Edited to add: We now suspect that the ARPs are not really corrupt, just that Wireshark is not correctly identifying the packet (it thinks the packet is long enough that there must be a FSC word, but we now think it's just zero-padding). That really just leaves part 2 of this question: what can we do to prevent this change in the ARP table knocking a transmitting process over?

Edit to further add: I don't want people to think I'm ignoring questions about port states or process states, the issue happens very rarely (average maybe once per 24h) and only on one (remote) installation that we can't easily get access to, we're trying hard to replicate it in the lab so we can do more detailed diagnostics but the system watchdog resets within ~3 mins of the problem occurring, so by the time the news reaches us it's already rebooted and started working OK.

Edit to add Wireshark info: I'm not sure the best way to summarise wireshark captures here (very hard to upload ~1Tb of captured packets!) but I'll try. Cam:X & Cam:Y are two streams of RTSP video streamed by two identical instances of Live555 WIS Streamer from different ports. Server 'A' and 'B' are the MACs of the two NICs on the server.

The sequence of packets goes like this:

UDP Packet from Cam:X -> Server 'A'
UDP Packet from Cam:Y -> Server 'A'
UDP Packet from Cam:X -> Server 'A'
UDP Packet from Cam:Y -> Server 'A'
UDP Packet from Cam:X -> Server 'A'
UDP Packet from Cam:Y -> Server 'A'
ARP Packet to Cam from Server 'B' "<my IP> is now on 'B'"
Intel ANS Probe broadcast from Server 'B', Sender ID '1' team ID 'B'
Intel ANS Probe broadcast from Server 'A', Sender ID '2' team ID 'B'
<silence> from Cam:X
UDP Packet from Cam:Y -> Server 'B'
UDP Packet from Cam:Y -> Server 'B'
UDP Packet from Cam:Y -> Server 'B'

There are no other packets in the stream at or around this time.
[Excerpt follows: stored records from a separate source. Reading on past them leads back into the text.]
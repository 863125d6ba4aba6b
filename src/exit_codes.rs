//! Exit code constants for the stylecfg CLI.
//!
//! - 0: Success
//! - 1: User error (bad args, unreadable file)
//! - 2: Parse failure (malformed source)
//! - 3: Validation failure (semantically invalid value)

/// Successful execution.
pub const SUCCESS: i32 = 0;

/// User error: bad arguments or I/O failure.
pub const USER_ERROR: i32 = 1;

/// The source document is not a well-formed nested key/value structure.
pub const PARSE_FAILURE: i32 = 2;

/// A value failed validation: bad hex code, dangling keyframe reference, etc.
pub const VALIDATION_FAILURE: i32 = 3;
//! CLI argument parsing for stylecfg.
//!
//! Uses clap derive macros for declarative argument definitions.
//! This module defines the command structure; actual implementations
//! are in the `commands` module.

use clap::{Args, Parser, Subcommand};
use std::path::PathBuf;
use stylecfg::logging::LogLevel;
use stylecfg::output::OutputFormat;

/// stylecfg: load, merge, and validate declarative style configuration.
///
/// A source declares content globs, a dark-mode strategy, a colour palette,
/// keyframes, animation shorthands, and plugins. `theme.*` sections replace
/// the built-in defaults; `theme.extend.*` sections merge into them.
#[derive(Parser, Debug)]
#[command(name = "stylecfg")]
#[command(author, version, about, long_about = None)]
#[command(propagate_version = true)]
pub struct Cli {
    /// Log verbosity (overrides STYLECFG_LOG).
    #[arg(long, global = true, value_enum)]
    pub log_level: Option<LogLevel>,

    #[command(subcommand)]
    pub command: Command,
}

/// Available commands for stylecfg.
#[derive(Subcommand, Debug)]
pub enum Command {
    /// Load and validate configuration files.
    ///
    /// Prints a one-line summary per file. Every file is checked; the exit
    /// code reflects the first failure.
    Check(CheckArgs),

    /// Print or write a resolved configuration document.
    ///
    /// Overlays are applied left to right on top of the first file.
    Resolve(ResolveArgs),

    /// Report whether paths are scanned by a configuration's content globs.
    Match(MatchArgs),

    /// Print the built-in defaults.
    Defaults(DefaultsArgs),
}

#[derive(Args, Debug)]
pub struct CheckArgs {
    /// Configuration files (YAML, or JSON with a .json extension).
    #[arg(required = true)]
    pub files: Vec<PathBuf>,
}

#[derive(Args, Debug)]
pub struct ResolveArgs {
    /// Configuration file to resolve.
    pub file: PathBuf,

    /// Additional sources applied on top, in order.
    #[arg(long = "overlay", value_name = "FILE")]
    pub overlays: Vec<PathBuf>,

    /// Resolve over an empty document instead of the built-in defaults.
    #[arg(long)]
    pub no_defaults: bool,

    /// Output format.
    #[arg(long, value_enum, default_value_t = OutputFormat::Json)]
    pub format: OutputFormat,

    /// Write to this path (atomically) instead of stdout.
    #[arg(short, long)]
    pub output: Option<PathBuf>,
}

#[derive(Args, Debug)]
pub struct MatchArgs {
    /// Configuration file whose content globs are used.
    pub config: PathBuf,

    /// Paths to classify.
    #[arg(required = true)]
    pub paths: Vec<String>,
}

#[derive(Args, Debug)]
pub struct DefaultsArgs {
    /// Output format.
    #[arg(long, value_enum, default_value_t = OutputFormat::Json)]
    pub format: OutputFormat,
}

impl Cli {
    /// Parse command-line arguments.
    pub fn parse_args() -> Self {
        Self::parse()
    }
}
The Intel ANS packets do not always coincide with the ARPs from the NIC but I thought I'd include them for the sake of completeness.

The issue seems to be VERY sensitive to timing, we see these "team" ARPs regularly from the server and only once in a blue moon do they cause us an issue - as if there's a particular point in the network stack code that's sensitive to the ARP table changing. It's not always the same stream instance that falls over, and notably the other instance (as well as all other net traffic - HTTP etc.) continues to work fine.

It sounds like teamed NICs "should not" ARP like this mid-session, but of course they won't be aware of any session when the traffic is all UDP.

  • An IP is like the name in a phone book, and the MAC the actual file number...so if it indeed it changes, the call is gone. Commented Feb 15, 2016 at 19:11
  • 1
    Well, yes, but I'm curious about how a send() call can block/lock/crash when the ARP table changes rather than failing gracefully?
    – John U
    Commented Feb 15, 2016 at 19:19
  • The thread may keep in the sleep state waiting for data that never arrive I guess. Hard to tell. Do you have console? What does ps axms says about the thread when it happens? Commented Feb 16, 2016 at 9:00
  • We don't have the -axms option on ps, it's an embedded system running busybox so relatively limited command set. Currently we can't reproduce the issue on demand as it's a bit challenging to craft corrupted packets of the correct form to order.
    – John U
    Commented Feb 16, 2016 at 11:25
  • Link aggregation may be the cause, if configured uncorrectly. Do you get ICMP answers shortly before the transmission stops, and shortly after the single packet to "B" ?
    – gerhard d.
    Commented Feb 17, 2016 at 11:04

1 Answer 1


Well if only to give some closure to this the customer reconfigured their dodgy network card and everything worked, so unfortunately for the curious that means no-one is going to pay anyone to look too closely at what could've been done to fix that case.